“I didn’t lie,” U.S. President Donald Trump bluntly responded at a White House news conference Thursday after a reporter asked him, “Why did you lie to the American people?”
The question from ABC News White House correspondent Jon Karl came in the wake of audio released by journalist and author Bob Woodward, to whom Trump acknowledged early this year he wanted to play down the threat from the coronavirus.
“I don’t want to jump up and down screaming, ‘Death. Death,’” Trump replied on Thursday to justify intentionally misleading the country about the severity of COVID-19.
He called Karl’s question disrespectful and took queries from only two other reporters before abruptly departing the briefing room.
The president also sought to calm the uproar about revelations from the 18 interviews he gave to Woodward, which appeared in Woodward’s new book, Rage.
Trump said if Woodward thought his comments on the coronavirus were so bad, “he should have immediately gone out publicly,” instead of waiting many months to release the tapes.
“I wanted to always play it down,” Trump is heard saying on the recording about the coronavirus, taped on March 19.
The next day, in response to a White House reporter’s question during a live news conference, Trump denied that his minimizing of the risk was giving Americans a false sense of security.
Fewer lives would have been lost, according to Democratic Party politicians and many public health officials, if the president had emphasized early on the seriousness of the coronavirus. Trump repeatedly claimed early in the year that the coronavirus was no worse than influenza, would soon go away and that the federal government had the situation under control.

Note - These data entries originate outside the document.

use rustc_hash::FxHashMap as HashMap;

use crate::{DispatchHost, EntryPoint, Signature};


/// Owned per-type indirection table.
///
/// Maps every `(type, operation)` pair to its current entry point. Types may
/// name a supertype; lookups walk the chain the way a live object model
/// does, and mutations land on the slot that owns the operation.
#[derive(Debug, Clone, Default)]
pub struct IndirectionTable {
	types: HashMap<Box<str>, TypeSlots>,
}

#[derive(Debug, Clone, Default)]
struct TypeSlots {
	superclass: Option<Box<str>>,
	slots: HashMap<Box<str>, Slot>,
}

#[derive(Debug, Clone)]
struct Slot {
	entry: EntryPoint,
	signature: Signature,
}

impl IndirectionTable {
	pub fn new() -> Self {
		Self::default()
	}

	/// Declares a type, optionally deriving from `superclass`.
	///
	/// Redeclaring a type keeps its slots and updates the supertype.
	pub fn define_type(&mut self, class: &str, superclass: Option<&str>) -> &mut Self {
		let entry = self.types.entry(class.into()).or_default();
		entry.superclass = superclass.map(Into::into);
		self
	}

	/// Binds `operation` on `class` itself, declaring the type if needed.
	///
	/// Returns the entry point previously bound on `class` (not inherited).
	pub fn define(&mut self, class: &str, operation: &str, entry: EntryPoint, signature: Signature) -> Option<EntryPoint> {
		self.types
			.entry(class.into())
			.or_default()
			.slots
			.insert(operation.into(), Slot { entry, signature })
			.map(|slot| slot.entry)
	}

	pub fn superclass(&self, class: &str) -> Option<&str> {
		self.types.get(class)?.superclass.as_deref()
	}

	/// Returns true if `class` is `ancestor` or derives from it.
	pub fn is_kind_of(&self, class: &str, ancestor: &str) -> bool {
		let mut current = Some(class);
		for _ in 0..=self.types.len() {
			match current {
				Some(name) if name == ancestor => return true,
				Some(name) => current = self.superclass(name),
				None => return false,
			}
		}
		false
	}

	/// Returns true if `class` itself (not a supertype) binds `operation`.
	pub fn defines(&self, class: &str, operation: &str) -> bool {
		self.types
			.get(class)
			.is_some_and(|ty| ty.slots.contains_key(operation))
	}

	pub fn signature(&self, class: &str, operation: &str) -> Option<&Signature> {
		let owner = self.owner(class, operation)?;
		self.types.get(&*owner)?.slots.get(operation).map(|slot| &slot.signature)
	}

	/// Number of declared types.
	pub fn type_count(&self) -> usize {
		self.types.len()
	}

	/// Finds the type in `class`'s chain that binds `operation`.
	fn owner(&self, class: &str, operation: &str) -> Option<Box<str>> {
		let (mut name, mut ty) = self.types.get_key_value(class)?;
		// Bounded walk: a malformed chain must not spin forever.
		for _ in 0..=self.types.len() {
			if ty.slots.contains_key(operation) {
				return Some(name.clone());
			}
			let parent = ty.superclass.as_deref()?;
			(name, ty) = self.types.get_key_value(parent)?;
		}
		None
	}

	fn slot_mut(&mut self, class: &str, operation: &str) -> Option<&mut Slot> {
		let owner = self.owner(class, operation)?;
		self.types.get_mut(&*owner)?.slots.get_mut(operation)
	}
}

impl DispatchHost for IndirectionTable {
	fn contains_type(&self, class: &str) -> bool {
		self.types.contains_key(class)
	}

	fn implementation(&self, class: &str, operation: &str) -> Option<EntryPoint> {
		let owner = self.owner(class, operation)?;
		self.types.get(&*owner)?.slots.get(operation).map(|slot| slot.entry)
	}

	fn add_operation(&mut self, class: &str, operation: &str, entry: EntryPoint, signature: &Signature) -> bool {
		let Some(ty) = self.types.get_mut(class) else {
			return false;
		};
		if ty.slots.contains_key(operation) {
			return false;
		}
		ty.slots.insert(
			operation.into(),
			Slot {
				entry,
				signature: signature.clone(),
			},
		);
		true
	}

	fn set_implementation(&mut self, class: &str, operation: &str, entry: EntryPoint) -> Option<EntryPoint> {
		let slot = self.slot_mut(class, operation)?;
		Some(std::mem::replace(&mut slot.entry, entry))
	}

	fn exchange(&mut self, class: &str, first: &str, second: &str) -> bool {
		let (Some(a), Some(b)) = (self.implementation(class, first), self.implementation(class, second)) else {
			return false;
		};
		self.set_implementation(class, first, b);
		self.set_implementation(class, second, a);
		true
	}
}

Trump is engaged "in reckless disregard of the lives and health and well-being" of the American people, Sen. Kamala Harris, Democratic vice presidential candidate, said Thursday at an event in Florida. "I find it so outrageous."
COVID-19, the disease caused by the coronavirus for which vaccines are currently under development, has killed 191,567 people in the United States, according to Johns Hopkins University’s Coronavirus Resource Center – the largest number reported by any country. Nearly 6.4 million infections of the 28 million worldwide are in the United States.

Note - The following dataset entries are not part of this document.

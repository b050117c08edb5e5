//! Screen-capture exclusion for a host process's windows.
//!
//! The engine is loaded into a running GUI process. It resolves a set of
//! named profiles into per-type property overrides, rewires the toolkit's
//! accessors so every reader sees the forced values, and then keeps writing
//! those values back to live objects because the toolkit resets some of
//! them on its own.
//!
//! # Flow
//!
//! 1. [`Engine::initialize`] checks the window server through
//!    [`cloak_capability`] and installs the profiles named in
//!    [`EngineConfig`].
//! 2. [`Engine::install`] resolves and merges profiles, validates the
//!    result against the [`property`] catalogue and runs each
//!    [`ObjectInterceptor`] in priority order.
//! 3. The toolkit delivers timer ticks and lifecycle notifications to
//!    [`Engine::handle`], which reapplies overrides to the affected objects.
//!
//! Everything runs on the toolkit's main loop. The [`toolkit::Toolkit`]
//! trait is the only seam to the host; [`toolkit::testing::TestToolkit`]
//! implements it in memory.

pub mod config;
mod context;
mod engine;
mod error;
pub mod ffi;
mod interceptor;
pub mod logging;
pub mod property;
mod reinforce;
mod report;
pub mod toolkit;

pub use config::{EngineConfig, LogConfig};
pub use context::{EngineContext, ProtectedWindowSet};
pub use engine::Engine;
pub use error::{EngineError, ErrorKind, Result, Step};
pub use interceptor::{InterceptorSet, ObjectInterceptor};
pub use report::{ApplyReport, PassReport};
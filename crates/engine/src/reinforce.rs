//! Reapplying overrides to live objects.
//!
//! Rewired accessors cover callers that ask an object for its state, but
//! the toolkit also pushes state to the window server on its own. Each pass
//! writes the forced values back through the objects' own accessors so the
//! server sees them too.

use cloak_capability::{SharingState, SymbolSource, WindowLevel};
use cloak_profiles::PropertyValue;

use crate::context::EngineContext;
use crate::engine::Installed;
use crate::interceptor::InterceptorSet;
use crate::property::{APPLICATION_CLASS, Property, PropertySet, TargetKind, WINDOW_CLASS};
use crate::report::PassReport;
use crate::toolkit::{Target, Toolkit, ToolkitError, WindowHandle};

impl<T: Toolkit, S: SymbolSource> EngineContext<T, S> {
	/// Applies the installed overrides to every live window and the
	/// application object.
	pub(crate) fn run_pass(&mut self, installed: &Installed) -> PassReport {
		let mut report = PassReport::default();
		if installed.interceptors.contains(InterceptorSet::WINDOW) {
			for window in self.toolkit.windows() {
				report.merge(self.apply_window(window, installed));
			}
		}
		report.merge(self.apply_application(installed));
		tracing::trace!(domain = "reinforce", %report, "pass complete");
		report
	}

	/// Applies the window overrides to one window.
	///
	/// A window that died between discovery and processing is counted as
	/// gone and left alone, as is one written less than the debounce
	/// interval ago.
	pub(crate) fn apply_window(&mut self, window: WindowHandle, installed: &Installed) -> PassReport {
		let mut report = PassReport::default();
		if !self.toolkit.is_kind_of(window, WINDOW_CLASS) {
			tracing::debug!(domain = "reinforce", %window, "window gone before processing");
			report.gone = 1;
			return report;
		}
		let now = self.toolkit.now();
		if let Some(debounce) = installed.debounce
			&& let Some(last) = self.protected.last_written(window)
			&& now.saturating_duration_since(last) < debounce
		{
			tracing::trace!(domain = "reinforce", %window, "written recently; debounced");
			report.debounced = 1;
			return report;
		}
		report.windows = 1;

		let class = self
			.toolkit
			.window_class(window)
			.unwrap_or_else(|| WINDOW_CLASS.to_string());
		let supported = self.supported(&class);
		let target = Target::Window(window);

		if let Some(properties) = installed.overrides.properties(WINDOW_CLASS) {
			for property in Property::of(TargetKind::Window) {
				if let Some(value) = properties.get(property.name()) {
					self.write(target, &class, supported, property, value, &mut report);
				}
			}
		}

		if installed.overrides.requests_direct_control() {
			self.apply_direct(window, &class, supported, installed, &mut report);
		}

		if self.protected.insert(window, now) {
			report.new_windows = 1;
			tracing::info!(domain = "reinforce", %window, class = class.as_str(), "window protected");
		}
		report
	}

	/// Applies the application overrides.
	pub(crate) fn apply_application(&mut self, installed: &Installed) -> PassReport {
		let mut report = PassReport::default();
		if !installed.interceptors.contains(InterceptorSet::APPLICATION) {
			return report;
		}
		let Some(properties) = installed.overrides.properties(APPLICATION_CLASS) else {
			return report;
		};
		let supported = self.supported(APPLICATION_CLASS);
		for property in Property::of(TargetKind::Application) {
			if let Some(value) = properties.get(property.name()) {
				self.write(Target::Application, APPLICATION_CLASS, supported, property, value, &mut report);
			}
		}
		report
	}

	/// Window-server calls that bypass the toolkit. Level first, sharing
	/// state last.
	fn apply_direct(
		&mut self,
		window: WindowHandle,
		class: &str,
		supported: PropertySet,
		installed: &Installed,
		report: &mut PassReport,
	) {
		let Some(number) = self.toolkit.window_number(window) else {
			return;
		};
		let target = Target::Window(window);

		let level = installed
			.overrides
			.get(WINDOW_CLASS, Property::Level.name())
			.and_then(PropertyValue::as_int)
			.and_then(|raw| i32::try_from(raw).ok())
			.map_or(installed.window_level, WindowLevel);
		if self.resolver.can_set_window_level() {
			match self.resolver.set_window_level(number, level) {
				Ok(()) => report.direct += 1,
				Err(err) => {
					tracing::warn!(domain = "reinforce", %window, error = %err, "direct level change failed");
					report.failures += 1;
				}
			}
		} else {
			report.direct_unavailable += 1;
			if installed.overrides.get(WINDOW_CLASS, Property::Level.name()).is_none() {
				let value = PropertyValue::Int(level.0.into());
				self.write(target, class, supported, Property::Level, &value, report);
			}
		}

		let sharing = installed
			.overrides
			.get(WINDOW_CLASS, Property::SharingType.name())
			.and_then(PropertyValue::as_int)
			.and_then(|raw| i32::try_from(raw).ok())
			.and_then(SharingState::from_raw)
			.unwrap_or(SharingState::None);
		if self.resolver.can_set_sharing_state() {
			match self.resolver.set_sharing_state(number, sharing) {
				Ok(()) => report.direct += 1,
				Err(err) => {
					tracing::warn!(domain = "reinforce", %window, error = %err, "direct sharing change failed");
					report.failures += 1;
				}
			}
		} else {
			report.direct_unavailable += 1;
			if installed.overrides.get(WINDOW_CLASS, Property::SharingType.name()).is_none() {
				let value = PropertyValue::enumeration(sharing.as_str(), sharing.raw().into());
				self.write(target, class, supported, Property::SharingType, &value, report);
			}
		}
	}

	fn write(
		&mut self,
		target: Target,
		class: &str,
		supported: PropertySet,
		property: Property,
		value: &PropertyValue,
		report: &mut PassReport,
	) {
		if !supported.contains(property.as_set()) {
			tracing::debug!(domain = "reinforce", class, property = property.name(), "property not exposed; skipped");
			report.unsupported += 1;
			return;
		}
		// Read-only properties are enforced by the rewired getter alone.
		if property.setter().is_none() {
			return;
		}
		match self.toolkit.write_property(target, property, value) {
			Ok(()) => report.applied += 1,
			Err(ToolkitError::Unsupported(_)) => {
				tracing::debug!(domain = "reinforce", class, property = property.name(), "write not supported; skipped");
				report.unsupported += 1;
			}
			Err(err) => {
				tracing::warn!(domain = "reinforce", class, property = property.name(), error = %err, "write failed");
				report.failures += 1;
			}
		}
	}
}
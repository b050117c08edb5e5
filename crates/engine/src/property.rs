//! Catalogue of the properties the engine controls.

use cloak_dispatch::Signature;
use cloak_profiles::ValueKind;


pub const WINDOW_CLASS: &str = "NSWindow";
pub const APPLICATION_CLASS: &str = "NSApplication";

/// Which object a property lives on.
#[derive(Debug, Clone, Copy, PartialEq, Eq, Hash)]
pub enum TargetKind {
	Window,
	Application,
}

impl TargetKind {
	pub const fn class(self) -> &'static str {
		match self {
			Self::Window => WINDOW_CLASS,
			Self::Application => APPLICATION_CLASS,
		}
	}
}

/// A controlled property.
///
/// Variants are declared in application order. Some toolkit versions ignore
/// the capture-exclusion setting unless the visual style is already final,
/// so [`SharingType`](Self::SharingType) comes last among window properties.
#[derive(Debug, Clone, Copy, PartialEq, Eq, Hash, PartialOrd, Ord)]
pub enum Property {
	StyleMask,
	CollectionBehavior,
	Level,
	HasShadow,
	AlphaValue,
	IgnoresMouseEvents,
	AcceptsMouseMovedEvents,
	CanBecomeKey,
	CanBecomeMain,
	SharingType,
	ActivationPolicy,
	PresentationOptions,
}

bitflags::bitflags! {
	/// Set of properties an object type exposes.
	#[derive(Debug, Clone, Copy, PartialEq, Eq, Hash, Default)]
	pub struct PropertySet: u32 {
		const STYLE_MASK = 1 << 0;
		const COLLECTION_BEHAVIOR = 1 << 1;
		const LEVEL = 1 << 2;
		const HAS_SHADOW = 1 << 3;
		const ALPHA_VALUE = 1 << 4;
		const IGNORES_MOUSE_EVENTS = 1 << 5;
		const ACCEPTS_MOUSE_MOVED_EVENTS = 1 << 6;
		const CAN_BECOME_KEY = 1 << 7;
		const CAN_BECOME_MAIN = 1 << 8;
		const SHARING_TYPE = 1 << 9;
		const ACTIVATION_POLICY = 1 << 10;
		const PRESENTATION_OPTIONS = 1 << 11;

		const WINDOW = Self::STYLE_MASK.bits()
			| Self::COLLECTION_BEHAVIOR.bits()
			| Self::LEVEL.bits()
			| Self::HAS_SHADOW.bits()
			| Self::ALPHA_VALUE.bits()
			| Self::IGNORES_MOUSE_EVENTS.bits()
			| Self::ACCEPTS_MOUSE_MOVED_EVENTS.bits()
			| Self::CAN_BECOME_KEY.bits()
			| Self::CAN_BECOME_MAIN.bits()
			| Self::SHARING_TYPE.bits();
		const APPLICATION = Self::ACTIVATION_POLICY.bits() | Self::PRESENTATION_OPTIONS.bits();
	}
}

impl Property {
	/// Every property in application order.
	pub const ALL: [Property; 12] = [
		Self::StyleMask,
		Self::CollectionBehavior,
		Self::Level,
		Self::HasShadow,
		Self::AlphaValue,
		Self::IgnoresMouseEvents,
		Self::AcceptsMouseMovedEvents,
		Self::CanBecomeKey,
		Self::CanBecomeMain,
		Self::SharingType,
		Self::ActivationPolicy,
		Self::PresentationOptions,
	];

	/// Properties of `target`, in application order.
	pub fn of(target: TargetKind) -> impl Iterator<Item = Property> {
		Self::ALL.into_iter().filter(move |p| p.target() == target)
	}

	/// Toolkit name of the read accessor; also the key used in profiles.
	pub const fn name(self) -> &'static str {
		match self {
			Self::StyleMask => "styleMask",
			Self::CollectionBehavior => "collectionBehavior",
			Self::Level => "level",
			Self::HasShadow => "hasShadow",
			Self::AlphaValue => "alphaValue",
			Self::IgnoresMouseEvents => "ignoresMouseEvents",
			Self::AcceptsMouseMovedEvents => "acceptsMouseMovedEvents",
			Self::CanBecomeKey => "canBecomeKeyWindow",
			Self::CanBecomeMain => "canBecomeMainWindow",
			Self::SharingType => "sharingType",
			Self::ActivationPolicy => "activationPolicy",
			Self::PresentationOptions => "presentationOptions",
		}
	}

	/// Toolkit name of the write accessor. `None` for read-only getters.
	pub const fn setter(self) -> Option<&'static str> {
		Some(match self {
			Self::StyleMask => "setStyleMask:",
			Self::CollectionBehavior => "setCollectionBehavior:",
			Self::Level => "setLevel:",
			Self::HasShadow => "setHasShadow:",
			Self::AlphaValue => "setAlphaValue:",
			Self::IgnoresMouseEvents => "setIgnoresMouseEvents:",
			Self::AcceptsMouseMovedEvents => "setAcceptsMouseMovedEvents:",
			Self::CanBecomeKey | Self::CanBecomeMain => return None,
			Self::SharingType => "setSharingType:",
			Self::ActivationPolicy => "setActivationPolicy:",
			Self::PresentationOptions => "setPresentationOptions:",
		})
	}

	pub fn from_name(name: &str) -> Option<Self> {
		Self::ALL.into_iter().find(|p| p.name() == name)
	}

	pub const fn target(self) -> TargetKind {
		match self {
			Self::ActivationPolicy | Self::PresentationOptions => TargetKind::Application,
			_ => TargetKind::Window,
		}
	}

	pub const fn kind(self) -> ValueKind {
		match self {
			Self::HasShadow
			| Self::IgnoresMouseEvents
			| Self::AcceptsMouseMovedEvents
			| Self::CanBecomeKey
			| Self::CanBecomeMain => ValueKind::Bool,
			Self::StyleMask | Self::CollectionBehavior | Self::Level | Self::PresentationOptions => ValueKind::Int,
			Self::AlphaValue => ValueKind::Float,
			Self::SharingType | Self::ActivationPolicy => ValueKind::Enum,
		}
	}

	pub const fn as_set(self) -> PropertySet {
		PropertySet::from_bits_retain(1 << self as u32)
	}

	/// Type encoding of the read accessor.
	pub const fn getter_signature(self) -> Signature {
		Signature::from_static(match self.kind() {
			ValueKind::Bool => "c16@0:8",
			ValueKind::Float => "d16@0:8",
			ValueKind::Int | ValueKind::Enum | ValueKind::Str => "q16@0:8",
		})
	}

	/// Type encoding of the write accessor.
	pub const fn setter_signature(self) -> Signature {
		Signature::from_static(match self.kind() {
			ValueKind::Bool => "v20@0:8c16",
			ValueKind::Float => "v24@0:8d16",
			ValueKind::Int | ValueKind::Enum | ValueKind::Str => "v24@0:8q16",
		})
	}
}

impl From<Property> for PropertySet {
	fn from(property: Property) -> Self {
		property.as_set()
	}
}

impl FromIterator<Property> for PropertySet {
	fn from_iter<I: IntoIterator<Item = Property>>(iter: I) -> Self {
		iter.into_iter().fold(PropertySet::empty(), |set, p| set | p.as_set())
	}
}

impl PropertySet {
	/// Properties in the set, in application order.
	pub fn properties(self) -> impl Iterator<Item = Property> {
		Property::ALL.into_iter().filter(move |p| self.contains(p.as_set()))
	}
}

According to Woodward’s book, as the virus started to sweep from China throughout the world, national security adviser Robert O’Brien told Trump in a January 28 White House meeting, “This will be the biggest national security threat you face in your presidency. This is going to be the roughest thing you face.”
Woodward, a Washington Post associate editor, said deputy national security adviser Matthew Pottinger agreed with O’Brien’s assessment.
Yet Trump publicly minimized the threat. Ten days after the White House meeting, he called Woodward and said he thought the situation was far more frightful.
“You just breathe the air, and that’s how it’s passed,” Trump said in a February 7 call. “And so, that’s a very tricky one. That’s a very delicate one. It’s also more deadly than even your strenuous flu.”
“This is deadly stuff,” the president repeated for emphasis.
The revelations come less than eight weeks before the November 3 presidential election between Trump and his Democratic challenger, former Vice President Joe Biden.
Biden, on a campaign trip to the Midwestern political battleground state of Michigan on Wednesday, assailed Trump’s performance in dealing with the coronavirus.
“He knowingly and willingly lied to the American public about the threat posed to the country for months. ... He failed to do his job on purpose,” Biden said. “It’s beyond despicable.”
Trump is scheduled to make a campaign speech in Michigan later Thursday.
Political management professor Todd Belt at The George Washington University said revelations from the book about Trump's response to the coronavirus could provide political ammunition for both Republicans and Democrats.
"Of course, the Republicans will say, 'Look, he was providing leadership. He didn't want people to panic,’” Belt told VOA. “Whereas the Democrats will say, 'Look, this was a poor decision, and it made the problem worse.' So, I think people will probably interpret this part through the same partisan lenses.”
Woodward is best known in American journalism for joining Post reporter Carl Bernstein in uncovering the Watergate political corruption scandal in the 1970s that led to President Richard Nixon’s resignation.
The new Woodward book tracks the Trump administration’s missteps in dealing with the pandemic and touches on numerous other controversies during Trump’s nearly four years as president.
“Trump never did seem willing to fully mobilize the federal government and continually seemed to push problems off on the states” to deal with the pandemic, Woodward wrote. “There was no real management theory of the case or how to organize a massive enterprise to deal with one of the most complex emergencies the United States had ever faced.”
Woodward said infectious disease expert Dr. Anthony Fauci, often the administration’s public face answering questions about the COVID-19 disease, at one point told others that Trump “is on a separate channel” and unfocused in meetings, with “rudderless” leadership.
Ken Bredemeier and Patsy Widakuswara contributed to this report.